No entanto, no primeiro intervalo, Mike concordou com a crítica de Brad que lhe disse assim:

– Andamos com esquemas para que não saibam que estamos juntos, sentamo-nos em lugares longe uns dos outros nas aulas comuns, escolhemos áreas de estudo diferentes para nos cruzarmos o menos possível, temos cada um a sua turma... e depois tens a escola toda a comentar sobre o que vestes. Sabes a quantidade de piadinhas que já ouvi com a minha audição hiperdesenvolvida? Tive de bloquear o alcance dos meus ouvidos porque já estou a ficar enjoado.

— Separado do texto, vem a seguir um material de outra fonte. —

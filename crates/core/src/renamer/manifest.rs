//! Write-once manifest of original filenames.
//!
//! One line per original candidate filename, written before any renaming
//! happens in a directory. The manifest supports manual reversion; an
//! existing file at the target location is never overwritten.

use std::fs;
use std::path::Path;

use tracing::debug;

use super::error::RenamerError;

/// Writes the manifest into `dir`, unless one already exists there.
///
/// Returns `true` when a manifest was written.
pub(super) fn write_manifest(
    dir: &Path,
    filename: &str,
    originals: &[String],
) -> Result<bool, RenamerError> {
    let path = dir.join(filename);
    if path.exists() {
        debug!(path = %path.display(), "manifest already present, not overwritten");
        return Ok(false);
    }

    let mut contents = originals.join("\n");
    contents.push('\n');
    fs::write(&path, contents).map_err(|source| RenamerError::ManifestWriteFailed {
        path: path.clone(),
        source,
    })?;

    Ok(true)
}
//! Types for the name composer.

/// Per-batch overrides applied when composing normalized names.
///
/// Empty or whitespace-only values are treated as "not provided" rather
/// than as errors.
#[derive(Debug, Clone, Default)]
pub struct RenameSpec {
    /// Replacement show name, e.g. a localized title.
    pub new_show_name: Option<String>,
    /// Season to use when the filename does not encode one. Typically
    /// derived from an enclosing "Season N" directory label.
    pub season_override: Option<String>,
}

impl RenameSpec {
    /// Sets the replacement show name.
    pub fn with_show_name(mut self, name: impl Into<String>) -> Self {
        self.new_show_name = Some(name.into());
        self
    }

    /// Sets the season override.
    pub fn with_season_override(mut self, season: impl Into<String>) -> Self {
        self.season_override = Some(season.into());
        self
    }
}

Não estamos a ser muito coerentes, pois não?

– Amanhã já não a trago – disse Mike cabisbaixo. Ele também tinha ouvido tudo o que Brad afirmava ter escutado. – Mas hoje... como é o primeiro dia...

– O Mike não usou a capa no primeiro dia na escola da cidade de onde fugimos para aqui e ele acha que foi por causa disso que não tivemos tanta sorte – explicou Rob. – Nunca vi um vampiro tão ritualista e supersticioso. Devia ser ao contrário. Os humanos é que têm superstições idiotas contra... contra criaturas como vocês.

– Olha que os humanos também não gostam de bruxos – disse Brad.

– Não sou um bruxo. Sou um feiticeiro.

– Para os humanos isso é a mesma coisa.

– Não é, não!

Mike afastara-se com o aviso para terminarem a discussão, depois de verificar que a conversa deles não tinha atraído olhares curiosos. Sentenciou que teriam de continuar a limitar os encontros. Brad disse que iria tentar encontrar o laboratório onde iria ter química e Rob lamentou-se que dali seguia para uma aula de teoria do desporto, uma seca completa, pois se se tinha inscrito para aquela área era para ter atividade física, não para tirar apontamentos sobre diversas modalidades desportivas.

Mike foi à procura da sala onde iria ter Francês, uma das disciplinas específicas do seu curso. Por algum motivo achavam que os alunos de artes tinham de ser poliglotas, pois também iria aprender Alemão e Japonês, que ele escolhera de um lote de seis outros idiomas.

À entrada do pavilhão parou. Despiu a capa, dobrou-a em pregas impecáveis e colocou-a no braço. Também estava a ficar farto, admitia, dos olhares embasbacados dos outros sobre ele. Queriam saber mais sobre aquela opção estilística, mas como o reconheciam como um dos alunos novos, não se aproximavam com o à vontade que a abordagem requeria e deixavam-se ficar a inventar teorias.

Acariciou o tecido por instantes e lembrou-se da razão de insistir em usar aquela capa que era um acessório no mínimo anacrónico e esquisito para um adolescente de dezasseis anos. Sim, podia ser um ritual ou uma superstição, como dissera Rob, mas também era... um símbolo dos inícios. Porque fora quando ele estava finalmente pronto para ser um vampiro normal que aquela capa lhe fora colocada sobre os ombros – nova, pesada e perfeita. Estava na mansão e acabava de concluir com êxito a sua aprendizagem.

A mansão era uma casa enorme e decrépita que se encontrava abandonada. O seu estado era tão deplorável que ninguém se aproximava da propriedade e o local era tido como assombrado, o que correspondia à verdade. A mansão era o lar de um lote de criaturas fantásticas que aí eram acolhidas para serem reinseridas na sociedade das pessoas ditas normais e para que conseguissem sobreviver sem denunciar o seu estatuto especial. Funcionava como uma academia, uma escola, um reformatório, o que se lhe quisesse chamar. Era gerida por um mordomo, um morto-vivo fruto de uma experiência falhada com pedaços de cadáveres, assim muito ao estilo da criatura do médico Frankenstein.